■ What is expected: Set down exactly the entries below, beginning at their first line and ending at the line with "while a dispatch".
--- START ---
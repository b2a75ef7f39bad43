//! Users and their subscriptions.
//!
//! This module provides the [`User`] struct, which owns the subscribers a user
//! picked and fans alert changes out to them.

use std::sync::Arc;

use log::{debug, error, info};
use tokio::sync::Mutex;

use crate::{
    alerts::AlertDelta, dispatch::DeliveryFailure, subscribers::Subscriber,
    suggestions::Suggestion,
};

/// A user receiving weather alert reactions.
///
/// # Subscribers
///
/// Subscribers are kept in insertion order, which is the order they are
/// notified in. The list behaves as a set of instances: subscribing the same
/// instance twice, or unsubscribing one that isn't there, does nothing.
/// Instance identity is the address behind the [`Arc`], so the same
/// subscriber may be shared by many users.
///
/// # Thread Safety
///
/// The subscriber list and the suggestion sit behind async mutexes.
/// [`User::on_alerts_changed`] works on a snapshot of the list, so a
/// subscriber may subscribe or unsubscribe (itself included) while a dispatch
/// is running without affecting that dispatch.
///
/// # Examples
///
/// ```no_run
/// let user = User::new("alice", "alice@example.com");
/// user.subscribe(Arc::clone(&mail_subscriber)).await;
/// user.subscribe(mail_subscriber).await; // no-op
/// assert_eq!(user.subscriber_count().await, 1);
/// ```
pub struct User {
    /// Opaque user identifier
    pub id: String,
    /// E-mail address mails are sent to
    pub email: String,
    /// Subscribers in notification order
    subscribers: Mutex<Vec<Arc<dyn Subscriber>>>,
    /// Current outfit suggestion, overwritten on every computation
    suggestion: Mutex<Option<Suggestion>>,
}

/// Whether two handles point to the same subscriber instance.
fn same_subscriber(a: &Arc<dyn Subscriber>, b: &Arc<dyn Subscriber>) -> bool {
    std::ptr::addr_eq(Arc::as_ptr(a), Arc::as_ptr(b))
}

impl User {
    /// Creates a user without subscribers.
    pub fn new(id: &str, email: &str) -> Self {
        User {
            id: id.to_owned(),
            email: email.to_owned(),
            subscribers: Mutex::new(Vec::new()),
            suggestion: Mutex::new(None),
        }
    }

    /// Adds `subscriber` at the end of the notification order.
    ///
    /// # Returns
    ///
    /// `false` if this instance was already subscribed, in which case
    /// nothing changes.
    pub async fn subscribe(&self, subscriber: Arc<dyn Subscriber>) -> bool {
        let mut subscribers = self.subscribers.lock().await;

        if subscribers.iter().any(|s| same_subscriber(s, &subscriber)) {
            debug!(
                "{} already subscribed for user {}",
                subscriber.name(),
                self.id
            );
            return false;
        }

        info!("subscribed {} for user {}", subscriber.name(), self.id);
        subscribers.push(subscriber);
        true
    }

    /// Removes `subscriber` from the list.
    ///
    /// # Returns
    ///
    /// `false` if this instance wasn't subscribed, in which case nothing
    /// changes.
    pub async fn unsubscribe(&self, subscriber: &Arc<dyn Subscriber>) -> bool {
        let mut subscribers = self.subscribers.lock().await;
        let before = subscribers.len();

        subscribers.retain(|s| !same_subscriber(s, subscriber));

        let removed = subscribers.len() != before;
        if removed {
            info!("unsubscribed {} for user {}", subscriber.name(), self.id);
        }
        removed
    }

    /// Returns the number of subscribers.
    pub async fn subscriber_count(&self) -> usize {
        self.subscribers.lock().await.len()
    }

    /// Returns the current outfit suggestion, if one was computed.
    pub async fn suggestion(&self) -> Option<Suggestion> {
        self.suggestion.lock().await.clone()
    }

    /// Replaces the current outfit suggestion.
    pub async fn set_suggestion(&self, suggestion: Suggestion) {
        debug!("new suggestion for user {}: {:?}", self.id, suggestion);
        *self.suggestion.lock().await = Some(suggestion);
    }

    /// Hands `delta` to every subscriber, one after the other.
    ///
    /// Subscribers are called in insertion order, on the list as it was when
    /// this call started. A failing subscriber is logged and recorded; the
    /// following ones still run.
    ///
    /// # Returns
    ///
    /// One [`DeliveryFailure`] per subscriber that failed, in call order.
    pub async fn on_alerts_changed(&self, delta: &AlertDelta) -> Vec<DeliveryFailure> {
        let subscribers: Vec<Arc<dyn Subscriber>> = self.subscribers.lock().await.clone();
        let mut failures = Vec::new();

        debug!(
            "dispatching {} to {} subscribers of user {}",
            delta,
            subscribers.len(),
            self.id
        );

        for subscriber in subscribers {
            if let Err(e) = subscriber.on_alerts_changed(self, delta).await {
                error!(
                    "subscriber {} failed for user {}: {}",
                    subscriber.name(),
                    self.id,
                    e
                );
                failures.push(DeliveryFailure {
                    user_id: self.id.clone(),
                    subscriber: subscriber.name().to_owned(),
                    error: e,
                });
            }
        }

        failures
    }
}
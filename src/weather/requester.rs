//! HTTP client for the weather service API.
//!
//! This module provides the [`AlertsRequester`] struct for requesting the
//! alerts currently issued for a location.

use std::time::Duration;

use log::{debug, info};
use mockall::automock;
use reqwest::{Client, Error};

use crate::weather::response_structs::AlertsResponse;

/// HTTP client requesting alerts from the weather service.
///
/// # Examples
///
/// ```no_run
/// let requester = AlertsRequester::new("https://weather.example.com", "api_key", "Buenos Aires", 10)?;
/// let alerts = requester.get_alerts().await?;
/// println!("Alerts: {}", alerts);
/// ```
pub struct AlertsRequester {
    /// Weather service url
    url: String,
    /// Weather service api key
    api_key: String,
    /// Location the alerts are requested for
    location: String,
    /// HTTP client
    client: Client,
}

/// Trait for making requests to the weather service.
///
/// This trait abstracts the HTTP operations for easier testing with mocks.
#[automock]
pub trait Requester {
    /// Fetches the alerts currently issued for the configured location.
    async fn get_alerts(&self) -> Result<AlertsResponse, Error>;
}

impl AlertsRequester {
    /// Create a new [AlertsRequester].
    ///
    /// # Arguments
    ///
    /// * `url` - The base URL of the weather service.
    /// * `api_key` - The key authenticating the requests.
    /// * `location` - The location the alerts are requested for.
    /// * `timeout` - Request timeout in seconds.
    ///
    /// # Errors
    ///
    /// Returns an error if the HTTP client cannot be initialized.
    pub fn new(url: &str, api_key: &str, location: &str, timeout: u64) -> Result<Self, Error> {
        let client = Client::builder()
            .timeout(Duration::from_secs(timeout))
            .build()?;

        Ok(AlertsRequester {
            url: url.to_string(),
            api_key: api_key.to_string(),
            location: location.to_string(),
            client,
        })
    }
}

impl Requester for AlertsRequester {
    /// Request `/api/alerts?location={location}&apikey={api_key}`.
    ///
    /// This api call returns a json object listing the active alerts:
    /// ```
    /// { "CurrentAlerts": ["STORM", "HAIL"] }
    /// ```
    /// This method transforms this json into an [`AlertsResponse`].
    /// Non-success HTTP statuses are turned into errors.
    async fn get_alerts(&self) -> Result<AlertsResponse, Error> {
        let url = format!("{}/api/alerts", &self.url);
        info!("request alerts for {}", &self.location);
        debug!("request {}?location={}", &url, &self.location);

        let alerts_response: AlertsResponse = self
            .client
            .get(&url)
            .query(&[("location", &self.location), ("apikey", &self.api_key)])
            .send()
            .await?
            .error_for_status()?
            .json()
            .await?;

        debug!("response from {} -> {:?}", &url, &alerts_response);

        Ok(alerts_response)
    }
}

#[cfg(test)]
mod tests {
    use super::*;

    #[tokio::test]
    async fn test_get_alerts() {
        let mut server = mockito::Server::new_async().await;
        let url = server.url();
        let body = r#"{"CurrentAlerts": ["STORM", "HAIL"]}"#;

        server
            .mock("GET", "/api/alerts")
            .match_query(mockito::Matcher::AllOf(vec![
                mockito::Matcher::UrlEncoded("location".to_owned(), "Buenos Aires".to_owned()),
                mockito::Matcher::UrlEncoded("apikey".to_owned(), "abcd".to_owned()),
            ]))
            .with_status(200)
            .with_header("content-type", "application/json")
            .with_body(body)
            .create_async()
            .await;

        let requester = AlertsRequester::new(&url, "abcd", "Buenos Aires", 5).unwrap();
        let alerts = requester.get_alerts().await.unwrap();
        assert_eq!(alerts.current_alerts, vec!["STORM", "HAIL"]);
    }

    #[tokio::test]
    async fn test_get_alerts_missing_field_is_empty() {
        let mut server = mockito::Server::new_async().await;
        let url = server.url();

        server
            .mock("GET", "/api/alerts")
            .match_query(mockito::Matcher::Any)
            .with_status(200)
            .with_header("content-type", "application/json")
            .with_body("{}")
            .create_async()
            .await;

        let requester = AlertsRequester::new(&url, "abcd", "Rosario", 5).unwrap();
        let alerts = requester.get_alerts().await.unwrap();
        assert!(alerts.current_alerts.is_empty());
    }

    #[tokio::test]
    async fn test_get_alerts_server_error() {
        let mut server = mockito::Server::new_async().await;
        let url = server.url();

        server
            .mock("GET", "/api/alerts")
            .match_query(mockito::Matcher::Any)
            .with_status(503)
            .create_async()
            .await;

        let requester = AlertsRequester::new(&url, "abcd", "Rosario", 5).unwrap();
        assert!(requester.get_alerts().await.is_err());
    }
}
--- END ---
■ Task solution:
repository b2a75ef7f39bad43
//! Users and their subscriptions.
//!
//! This module provides the [`User`] struct, which owns the subscribers a user
//! picked and fans alert changes out to them.

use std::sync::Arc;

use log::{debug, error, info};
use tokio::sync::Mutex;

use crate::{
    alerts::AlertDelta, dispatch::DeliveryFailure, subscribers::Subscriber,
    suggestions::Suggestion,
};

/// A user receiving weather alert reactions.
///
/// # Subscribers
///
/// Subscribers are kept in insertion order, which is the order they are
/// notified in. The list behaves as a set of instances: subscribing the same
/// instance twice, or unsubscribing one that isn't there, does nothing.
/// Instance identity is the address behind the [`Arc`], so the same
/// subscriber may be shared by many users.
///
/// # Thread Safety
///
/// The subscriber list and the suggestion sit behind async mutexes.
/// [`User::on_alerts_changed`] works on a snapshot of the list, so a
/// subscriber may subscribe or unsubscribe (itself included) while a dispatch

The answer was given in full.